What is needed » Using the data below, return the stretch from the line that contains "several may match." through the line that contains "the active tree.", both included, exactly as it stands and nothing beyond it.

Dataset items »

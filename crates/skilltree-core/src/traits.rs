//! Core traits for skilltree abstractions.
//!
//! These traits define the interfaces that concrete stores must satisfy,
//! so callers (the import runner, the CLI) stay independent of the
//! in-memory implementation.

use async_trait::async_trait;
use serde::{Deserialize, Serialize};
use uuid::Uuid;

use crate::error::Result;
use crate::models::*;

// =============================================================================
// LISTING REQUESTS
// =============================================================================

/// Field to sort node listings by.
#[derive(Debug, Clone, Copy, Default, PartialEq, Eq, Serialize, Deserialize)]
#[serde(rename_all = "snake_case")]
pub enum NodeSortField {
    #[default]
    Rank,
    Name,
    CreatedAt,
    Usage,
}

#[derive(Debug, Clone, Copy, Default, PartialEq, Eq, Serialize, Deserialize)]
#[serde(rename_all = "snake_case")]
pub enum SortOrder {
    #[default]
    Asc,
    Desc,
}

/// Request for listing active nodes.
#[derive(Debug, Clone, Default)]
pub struct ListNodesRequest {
    /// Restrict to these kinds; empty means all.
    pub kinds: Vec<NodeKind>,
    /// Restrict to direct children of this node.
    pub parent_id: Option<Uuid>,
    /// Case-insensitive substring match on name or description.
    pub search: Option<String>,
    pub sort_by: NodeSortField,
    pub sort_order: SortOrder,
    /// Maximum results (defaults to [`crate::defaults::PAGE_LIMIT`]).
    pub limit: Option<usize>,
    pub offset: Option<usize>,
}

/// Response for listing nodes.
#[derive(Debug, Clone, Serialize)]
pub struct ListNodesResponse {
    pub nodes: Vec<TaxonomyNode>,
    /// Matches before pagination.
    pub total: usize,
}

/// Filter for Inactive Bin listings.
#[derive(Debug, Clone, Default)]
pub struct InactiveFilter {
    /// Multi-select on item type; empty means all.
    pub types: Vec<InactiveItemType>,
    /// Case-insensitive substring over name, description, and parent name.
    pub search: Option<String>,
}

impl InactiveFilter {
    pub fn matches(&self, item: &InactiveItem) -> bool {
        if !self.types.is_empty() && !self.types.contains(&item.item_type) {
            return false;
        }
        match self.search.as_deref().map(str::trim) {
            None | Some("") => true,
            Some(q) => {
                let q = q.to_lowercase();
                item.name.to_lowercase().contains(&q)
                    || item.description.to_lowercase().contains(&q)
                    || item
                        .parent_name
                        .as_deref()
                        .is_some_and(|p| p.to_lowercase().contains(&q))
            }
        }
    }
}

// =============================================================================
// REPOSITORY TRAITS
// =============================================================================

/// Repository for the taxonomy tree.
#[async_trait]
pub trait TaxonomyRepository: Send + Sync {
    /// Validate and insert a new node.
    async fn create(&self, req: CreateNodeRequest) -> Result<TaxonomyNode>;

    /// Validate and apply an edit.
    async fn update(&self, id: Uuid, req: UpdateNodeRequest) -> Result<TaxonomyNode>;

    /// Move a node from the active tree into the Inactive Bin.
    async fn inactivate(&self, id: Uuid) -> Result<InactiveItem>;

    /// Fetch a stored node, including one hidden under an inactive
    /// ancestor. `None` once the node itself has been inactivated.
    async fn get(&self, id: Uuid) -> Result<Option<TaxonomyNode>>;

    /// Active nodes of a kind with the given name (case-insensitive). Names
    /// are only unique among siblings, so several may match.
    async fn find_by_name(&self, kind: NodeKind, name: &str) -> Result<Vec<TaxonomyNode>>;

    /// Direct children of a node, ordered by rank.
    async fn children(&self, parent_id: Uuid) -> Result<Vec<TaxonomyNode>>;

    /// Nested view of the active tree, clusters first, ordered by rank.
    async fn tree(&self) -> Result<Vec<NodeTree>>;

    /// Filtered, sorted, paginated listing of nodes reachable in the active tree.
    async fn list(&self, req: ListNodesRequest) -> Result<ListNodesResponse>;

    /// Set the informational usage counters of a node.
    async fn record_usage(&self, id: Uuid, usage: UsageCounts) -> Result<TaxonomyNode>;

    /// Merge `source_id` into `target_id`.
    async fn merge(&self, source_id: Uuid, target_id: Uuid) -> Result<MergeRecord>;

    /// Merge records where the node was source or target.
    async fn merge_history(&self, id: Uuid) -> Result<Vec<MergeRecord>>;
}

/// Repository for soft-deleted items.
#[async_trait]
pub trait InactiveBinRepository: Send + Sync {
    /// Inactive items matching the filter, newest first.
    async fn list_inactive(&self, filter: InactiveFilter) -> Result<Vec<InactiveItem>>;

    /// Re-create the active record from an Inactive Bin entry.
    async fn restore(&self, inactive_item_id: Uuid) -> Result<RestoredItem>;

    /// Permanently discard an Inactive Bin entry.
    async fn purge(&self, inactive_item_id: Uuid) -> Result<InactiveItem>;
}

/// Repository for global proficiency levels and per-skill mappings.
#[async_trait]
pub trait ProficiencyRepository: Send + Sync {
    /// Global levels ordered by `order`.
    async fn list_levels(&self) -> Result<Vec<ProficiencyLevel>>;

    async fn get_level(&self, id: Uuid) -> Result<Option<ProficiencyLevel>>;

    /// Case-insensitive title lookup.
    async fn find_level_by_title(&self, title: &str) -> Result<Option<ProficiencyLevel>>;

    async fn create_level(&self, req: CreateLevelRequest) -> Result<ProficiencyLevel>;

    /// Edit a level; a title change propagates into every active mapping.
    async fn update_level(&self, id: Uuid, req: UpdateLevelRequest) -> Result<ProficiencyLevel>;

    async fn create_mapping(&self, req: CreateMappingRequest) -> Result<ProficiencyMapping>;

    async fn update_mapping(
        &self,
        id: Uuid,
        req: UpdateMappingRequest,
    ) -> Result<ProficiencyMapping>;

    /// Move a mapping into the Inactive Bin.
    async fn inactivate_mapping(&self, id: Uuid) -> Result<InactiveItem>;

    /// Active mappings, optionally restricted to one skill.
    async fn list_mappings(&self, skill_id: Option<Uuid>) -> Result<Vec<ProficiencyMapping>>;
}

Answer below »
    /// are only unique among siblings, so several may match.
    async fn find_by_name(&self, kind: NodeKind, name: &str) -> Result<Vec<TaxonomyNode>>;

    /// Direct children of a node, ordered by rank.
    async fn children(&self, parent_id: Uuid) -> Result<Vec<TaxonomyNode>>;

    /// Nested view of the active tree, clusters first, ordered by rank.
    async fn tree(&self) -> Result<Vec<NodeTree>>;

    /// Filtered, sorted, paginated listing of nodes reachable in the active tree.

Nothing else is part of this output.